Member-only story

Ashes, Ashes

A reflection on California’s conflagrations

Christiana White
12 min readNov 14, 2018
Photo: Matt Howard/Unsplash

It’s dark outside. Dark and sooty. The air is heavy. It obscures California’s undulating golden hills—hills that should be green by now. The bay that usually beckons at the foot of the hill is blanked out. Mount Tamalpais, ditto. You wouldn’t know a mountain was there at all—let alone a rich, dark, majestic one cloaked in redwoods, beyond which lies the Pacific Ocean, which is usually scintillating. Probably not today.

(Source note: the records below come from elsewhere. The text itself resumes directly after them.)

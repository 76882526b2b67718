use bytes::Bytes;
use std::fmt;
use std::path::Path;

use crate::error::{ScanError, ScanResult};

/// A local file selected for scanning.
///
/// Content is held as [`Bytes`] so a failed upload can be retried from the same
/// selection without copying or re-reading the file.
#[derive(Clone, PartialEq, Eq)]
pub struct ScanFile {
    pub file_name: String,
    pub content: Bytes,
}

impl ScanFile {
    pub fn new(file_name: impl Into<String>, content: impl Into<Bytes>) -> Self {
        Self {
            file_name: file_name.into(),
            content: content.into(),
        }
    }

    /// Read a file from disk. The upload name is the path's final component.
    pub fn from_path(path: &Path) -> ScanResult<Self> {
        let content = std::fs::read(path)?;
        let file_name = path
            .file_name()
            .and_then(|n| n.to_str())
            .ok_or_else(|| ScanError::InvalidInput(format!("Invalid file name: {}", path.display())))?
            .to_string();
        Ok(Self::new(file_name, content))
    }

    pub fn size(&self) -> u64 {
        self.content.len() as u64
    }

    /// MIME type derived from the extension; the server only accepts PDF, JPEG, PNG and TIFF.
    pub fn content_type(&self) -> &'static str {
        let ext = Path::new(&self.file_name)
            .extension()
            .and_then(|e| e.to_str())
            .map(|e| e.to_ascii_lowercase());
        match ext.as_deref() {
            Some("pdf") => "application/pdf",
            Some("jpg") | Some("jpeg") => "image/jpeg",
            Some("png") => "image/png",
            Some("tif") | Some("tiff") => "image/tiff",
            _ => "application/octet-stream",
        }
    }
}

impl fmt::Debug for ScanFile {
    fn fmt(&self, f: &mut fmt::Formatter<'_>) -> fmt::Result {
        f.debug_struct("ScanFile")
            .field("file_name", &self.file_name)
            .field("size", &self.content.len())
            .finish()
    }
}

#[cfg(test)]
mod tests {
    use super::*;
    use std::io::Write;

    #[test]
    fn test_content_type_by_extension() {
        assert_eq!(ScanFile::new("a.PDF", vec![]).content_type(), "application/pdf");
        assert_eq!(ScanFile::new("a.jpeg", vec![]).content_type(), "image/jpeg");
        assert_eq!(ScanFile::new("a.tif", vec![]).content_type(), "image/tiff");
        assert_eq!(
            ScanFile::new("a.bin", vec![]).content_type(),
            "application/octet-stream"
        );
    }

    #[test]
    fn test_from_path_reads_content() {
        let dir = tempfile::tempdir().unwrap();
        let path = dir.path().join("bs_001.pdf");
        let mut f = std::fs::File::create(&path).unwrap();
        f.write_all(b"%PDF-1.4").unwrap();

        let file = ScanFile::from_path(&path).unwrap();
        assert_eq!(file.file_name, "bs_001.pdf");
        assert_eq!(file.size(), 8);
    }

    #[test]
    fn test_from_path_accepts_relative_parent_dir() {
        let dir = tempfile::tempdir().unwrap();
        std::fs::create_dir(dir.path().join("inbox")).unwrap();
        std::fs::write(dir.path().join("bs_002.pdf"), b"%PDF").unwrap();

        let path = dir.path().join("inbox").join("..").join("bs_002.pdf");
        let file = ScanFile::from_path(&path).unwrap();
        assert_eq!(file.file_name, "bs_002.pdf");
        assert_eq!(file.size(), 4);
    }

    #[test]
    fn test_from_path_missing_file_is_io_error() {
        let dir = tempfile::tempdir().unwrap();
        let err = ScanFile::from_path(&dir.path().join("absent.pdf")).unwrap_err();
        assert!(matches!(err, ScanError::Io(_)));
    }
}
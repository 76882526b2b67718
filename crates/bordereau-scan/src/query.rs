//! Server-state cache keys and invalidation.
//!
//! The client never patches cached lists after a mutation. It publishes the affected
//! key instead, and every subscriber (usually a [`crate::Poller`]) refetches from the
//! server.

use tokio::sync::broadcast;

const INVALIDATION_CAPACITY: usize = 64;

#[derive(Debug, Clone, Copy, PartialEq, Eq, Hash)]
pub enum QueryKey {
    ScanQueue,
    RejectedBordereaux,
    CompletedScans,
}

impl QueryKey {
    pub fn as_str(&self) -> &'static str {
        match self {
            QueryKey::ScanQueue => "scan_queue",
            QueryKey::RejectedBordereaux => "rejected_bordereaux",
            QueryKey::CompletedScans => "completed_scans",
        }
    }
}

/// Handle used to publish and observe invalidations. Clones share one channel.
#[derive(Debug, Clone)]
pub struct QueryClient {
    tx: broadcast::Sender<QueryKey>,
}

impl QueryClient {
    pub fn new() -> Self {
        let (tx, _) = broadcast::channel(INVALIDATION_CAPACITY);
        Self { tx }
    }

    /// Mark `key` stale. Having no subscriber is fine.
    pub fn invalidate(&self, key: QueryKey) {
        let receivers = self.tx.send(key).unwrap_or(0);
        tracing::debug!(query = key.as_str(), receivers, "Query invalidated");
    }

    pub fn invalidate_all(&self, keys: &[QueryKey]) {
        for key in keys {
            self.invalidate(*key);
        }
    }

    pub fn subscribe(&self) -> broadcast::Receiver<QueryKey> {
        self.tx.subscribe()
    }
}

impl Default for QueryClient {
    fn default() -> Self {
        Self::new()
    }
}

Late on Tuesday, November 5th, the Santa Ana winds arrived to California. A seasonal wind that used to excite and enthrall me, a perfumed wind that pummeled my door and intoxicated me with its floral desert aroma, the Santa Anas were a wind I used to welcome on autumn mornings.

I’d fling open the door, delighted at the warm wind. I’d sit with bare feet on my front stoop and call the kids and say, “The Santa Anas are here! Come smell the desert!”

In those days, the wind was clean and clear, warm and heady, fragrant and exotic.

I loved how the wind shuddered the window panes, the force of it, nature’s power. I loved the way the world was swept clean the next day—how the dark trees were suddenly and totally stripped of their jacquard leaves, piles of which lay heaped in gutters or wherever they had lodged.

--

--

Christiana White
Christiana White

Responses (4)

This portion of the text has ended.